Find out how the club is designed to help members achieve a work-life balance
Founder and developer Beau Burns.
Yes, The Wonderer has a junior Olympic-sized pool. It appeared as the backdrop for many Instagram posts after the private social and wellness club opened its Meeting Street campus in July. But that’s not how founder, developer, and principal Beau Burns would like the property to be known. His vision is more ambitious. “The pool is one of our many amenities,” says Burns.“If you want to join so you can pop bottles poolside and say ‘look at me,’ then you’re not a good fit.”
Members enter through the large, rotating sun-shaped door and winding path lined with bamboo and tropical foliage, designed to help visitors become more mindful.
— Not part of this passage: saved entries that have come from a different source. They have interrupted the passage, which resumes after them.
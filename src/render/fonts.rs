//! Font databases memoized per source.
//!
//! Keyed by origin (on-demand) or assets root (vector). Two threads racing on
//! the same key both build a database and the last insert wins; the result is
//! identical either way, so no lock is held while loading.

use std::sync::{Arc, LazyLock};

use dashmap::DashMap;
use usvg::fontdb::Database;

use crate::debug;

/// Process-wide font memo shared by every compositor.
pub static FONTS: LazyLock<FontCache> = LazyLock::new(FontCache::new);

#[derive(Default)]
pub struct FontCache {
    dbs: DashMap<String, Arc<Database>>,
}

impl FontCache {
    pub fn new() -> Self {
        Self::default()
    }

    /// Database for `key`, built from `load()` on first use.
    pub fn get_or_load<F>(&self, key: &str, load: F) -> Arc<Database>
    where
        F: FnOnce() -> Vec<Vec<u8>>,
    {
        if let Some(db) = self.dbs.get(key) {
            return Arc::clone(db.value());
        }
        let db = Arc::new(build_database(load()));
        debug!("fonts"; "loaded {} face(s) for {}", db.len(), key);
        self.dbs.insert(key.to_string(), Arc::clone(&db));
        db
    }

    /// Number of memoized sources.
    #[cfg(test)]
    fn len(&self) -> usize {
        self.dbs.len()
    }
}

/// The first loaded family becomes `sans-serif`, which the card template
/// uses. With no usable font data the system fonts are used instead.
fn build_database(sources: Vec<Vec<u8>>) -> Database {
    let mut db = Database::new();
    for data in sources {
        db.load_font_data(data);
    }

    if db.is_empty() {
        db.load_system_fonts();
        return db;
    }

    let family = db
        .faces()
        .next()
        .and_then(|face| face.families.first().map(|(name, _)| name.clone()));
    if let Some(family) = family {
        db.set_sans_serif_family(family);
    }
    db
}
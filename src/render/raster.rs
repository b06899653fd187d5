use std::{io::Cursor, sync::Arc};

use image::{ImageFormat, Rgba, RgbaImage};
use resvg::tiny_skia::{Pixmap, Transform};
use usvg::fontdb::Database;

use super::{
    RenderError,
    layout::{CANVAS_HEIGHT, CANVAS_WIDTH},
};

/// Rasterize a card SVG at canvas size into straight-alpha RGBA.
pub fn rasterize(svg: &str, fontdb: Arc<Database>) -> Result<RgbaImage, RenderError> {
    let options = usvg::Options {
        fontdb,
        ..Default::default()
    };
    let tree = usvg::Tree::from_str(svg, &options)?;

    let mut pixmap = Pixmap::new(CANVAS_WIDTH, CANVAS_HEIGHT)
        .ok_or(RenderError::Pixmap(CANVAS_WIDTH, CANVAS_HEIGHT))?;
    resvg::render(&tree, Transform::default(), &mut pixmap.as_mut());

    let mut out = RgbaImage::new(CANVAS_WIDTH, CANVAS_HEIGHT);
    for (dst, src) in out.pixels_mut().zip(pixmap.pixels()) {
        let c = src.demultiply();
        *dst = Rgba([c.red(), c.green(), c.blue(), c.alpha()]);
    }
    Ok(out)
}

pub fn encode_png(image: &RgbaImage) -> Result<Vec<u8>, RenderError> {
    let mut buf = Cursor::new(Vec::new());
    image.write_to(&mut buf, ImageFormat::Png)?;
    Ok(buf.into_inner())
}
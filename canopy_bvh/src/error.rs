// Copyright 2026 the Canopy Authors
// SPDX-License-Identifier: Apache-2.0 OR MIT

//! Errors reported at the tree's call boundary.

use thiserror::Error;

/// Contract failures of tree operations.
///
/// Every operation validates its inputs before touching tree state, so an error
/// always leaves the tree exactly as it was.
#[derive(Copy, Clone, Debug, PartialEq, Eq, Error)]
pub enum TreeError {
    /// The number of supplied volumes differs from the tree's leaf count.
    #[error("tree leaves count ({expected}) does not match the provided volumes length ({actual})")]
    LengthMismatch {
        /// Leaf count the tree was created with.
        expected: usize,
        /// Length of the supplied slice.
        actual: usize,
    },
    /// The tree has no root: it was never constructed, was cleared, or has zero leaves.
    #[error("bounding volume tree has not been constructed")]
    NotConstructed,
}
// Copyright 2026 the Canopy Authors
// SPDX-License-Identifier: Apache-2.0 OR MIT

//! Conversions to and from Kurbo shapes (`kurbo` feature).
//!
//! Kurbo works in `f64`; volumes are `f32`, so converting into a volume rounds to the
//! nearest representable value. Converting back is exact.

use glam::Vec2;
use kurbo::{Circle, Point, Rect};

use crate::aabb::Aabb;
use crate::mbc::Mbc;

#[allow(
    clippy::cast_possible_truncation,
    reason = "Volumes store f32 coordinates."
)]
fn narrow(p: Point) -> Vec2 {
    Vec2::new(p.x as f32, p.y as f32)
}

fn widen(v: Vec2) -> Point {
    Point::new(f64::from(v.x), f64::from(v.y))
}

impl From<Rect> for Aabb {
    /// Rectangles with flipped corners are normalized first.
    fn from(rect: Rect) -> Self {
        let rect = rect.abs();
        Self::new(narrow(rect.origin()), narrow(Point::new(rect.x1, rect.y1)))
    }
}

impl From<Aabb> for Rect {
    fn from(aabb: Aabb) -> Self {
        Self::from_points(widen(aabb.min), widen(aabb.max))
    }
}

impl From<Circle> for Mbc {
    #[allow(
        clippy::cast_possible_truncation,
        reason = "Volumes store f32 radii."
    )]
    fn from(circle: Circle) -> Self {
        Self::new(narrow(circle.center), circle.radius as f32)
    }
}

impl From<Mbc> for Circle {
    fn from(mbc: Mbc) -> Self {
        Self::new(widen(mbc.center), f64::from(mbc.radius))
    }
}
In the area known as “the garden,” a teepee imported from Norway is the focal point, where yoga, HIIT, and spin classes are offered on the athletic turf. Walk into the cafe, where a few people are working on laptops, sipping cold brews and smoothies. Upstairs, a rooftop bar and full-service, global-inspired restaurant, Krida, boasts an extensive agave library. Through the cafe’s double glass doors is the inviting pool, lined on one side with cabanas that can be reserved for bottle service. Beyond the large movie screen, there’s the casual restaurant Bhava (which means “the good life”), offering avocado toast and poke bowls. Tucked through a back door is a co-working space, where two women talk on their cell phones in soundproof booths and a conference table with a large screen is ready for Zoom calls.
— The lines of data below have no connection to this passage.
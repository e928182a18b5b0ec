// Copyright 2026 the Canopy Authors
// SPDX-License-Identifier: Apache-2.0 OR MIT

//! Refit after motion.
//!
//! Build once, then move the leaves every frame and refit instead of rebuilding.
//! The topology stays fixed, so a refit is a single bottom-up pass.
//!
//! Run:
//! - `cargo run -p canopy_demos --example bvh_refit`

use canopy_bvh::{Aabb, BoundingVolumeTree, Vec2};

fn main() {
    // A column of boxes falling at different speeds.
    let mut leaves: Vec<Aabb> = (0..8_u8)
        .map(|i| {
            let x = f32::from(i) * 3.0;
            Aabb::from_coords(x, 20.0, x + 2.0, 22.0)
        })
        .collect();
    let speeds: Vec<f32> = (1..=8_u8).map(f32::from).collect();
    let ground = Aabb::from_coords(-100.0, -1000.0, 100.0, 0.0);

    let mut tree = BoundingVolumeTree::new(leaves.len());
    tree.construct(&leaves).unwrap();
    let topology = tree.nodes().to_vec();

    let mut hits = Vec::new();
    for frame in 0..5 {
        for (leaf, speed) in leaves.iter_mut().zip(&speeds) {
            *leaf = leaf.translate(Vec2::new(0.0, -speed));
        }
        tree.update_leaf_volumes(&leaves).unwrap();

        hits.clear();
        tree.intersections_with_volume(&ground, &mut hits).unwrap();
        hits.sort_unstable();
        println!("frame {frame}: reached the ground {hits:?}");
    }

    assert_eq!(tree.nodes(), &topology[..], "refit keeps the topology");
    // After five frames a box has dropped 5 * speed; it touches once its bottom is <= 0.
    assert_eq!(hits, [3, 4, 5, 6, 7], "boxes with speed >= 4 reached the ground");
}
The lifestyle club sports a junior Olympic size pool, offers fitness classes, and has three restaurants, including rooftop bar Krida (right).
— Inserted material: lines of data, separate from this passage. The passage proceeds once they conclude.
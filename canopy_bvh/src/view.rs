// Copyright 2026 the Canopy Authors
// SPDX-License-Identifier: Apache-2.0 OR MIT

//! Read-only view of a constructed tree.

use alloc::collections::VecDeque;

use crate::bfs::Bfs;
use crate::error::TreeError;
use crate::node::{Node, NodeId};

/// Borrowed snapshot of a tree's nodes, volumes and root.
///
/// A view owns no scratch state; every traversal takes a caller-supplied queue.
/// Views are `Copy` and `Send + Sync` when the volume type is, so several threads
/// can query one tree at once, each with its own queue.
#[derive(Debug)]
pub struct TreeView<'a, V> {
    nodes: &'a [Node],
    volumes: &'a [V],
    root: Option<NodeId>,
    leaves_count: usize,
}

impl<V> Clone for TreeView<'_, V> {
    fn clone(&self) -> Self {
        *self
    }
}

impl<V> Copy for TreeView<'_, V> {}

impl<'a, V> TreeView<'a, V> {
    pub(crate) const fn new(
        nodes: &'a [Node],
        volumes: &'a [V],
        root: Option<NodeId>,
        leaves_count: usize,
    ) -> Self {
        Self {
            nodes,
            volumes,
            root,
            leaves_count,
        }
    }

    /// Root node, `None` when the tree is empty.
    pub const fn root(&self) -> Option<NodeId> {
        self.root
    }

    /// Whether the tree has no root.
    pub const fn is_empty(&self) -> bool {
        self.root.is_none()
    }

    /// Number of leaves the tree was created for.
    pub const fn leaves_count(&self) -> usize {
        self.leaves_count
    }

    /// The node arena.
    pub const fn nodes(&self) -> &'a [Node] {
        self.nodes
    }

    /// Per-node volumes, indexed like [`nodes`](Self::nodes).
    pub const fn volumes(&self) -> &'a [V] {
        self.volumes
    }

    /// Start a breadth-first walk from the root using `queue` as scratch.
    ///
    /// Fails with [`TreeError::NotConstructed`] if the tree is empty.
    pub fn bfs<'q>(&self, queue: &'q mut VecDeque<NodeId>) -> Result<Bfs<'q, V>, TreeError>
    where
        'a: 'q,
    {
        let Some(root) = self.root else {
            tracing::debug!("query requested on an unconstructed tree");
            return Err(TreeError::NotConstructed);
        };
        Ok(Bfs::new(self.nodes, self.volumes, root, queue))
    }
}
Think of The Wonderer as a “home away from home” or “the ability to go on vacation in your own backyard,” explains Burns. It offers an attractive destination for workers who have increased flexibility to log in from anywhere they have an Internet connection. Of course, there are parties, including movie nights, wine tastings, and concerts, but there also are fundraisers, such as a Wag O’ Ween for Pet Helpers, nutritional workshops, and sound baths.
So far, several hundred people have paid an annual $2,000 per person initiation fee and $200 monthly dues to join. Burns acknowledges the perception that comes with opening a private club in Charleston because of institutions that have excluded people of color and says the membership is “incredibly diverse in every way, even more so than we hoped.”
The former banker and event planner developed the concept for The Wonderer after he left his 10-year finance career in 2014 and resolved to live a life with meaning. He, along with a small group of local investors, has paid more than $5 million to develop the property.
A firm believer in the importance of achieving “balance” among health, work, and social life, Burns wants to build an engaged, “purpose-driven” community that fosters mindfulness, creativity, and deep conversations, with members making connections and collaborating on new projects, and even, addressing some of the community’s challenges. “This brand,” he says, “is a lifestyle and a community before it’s a business.”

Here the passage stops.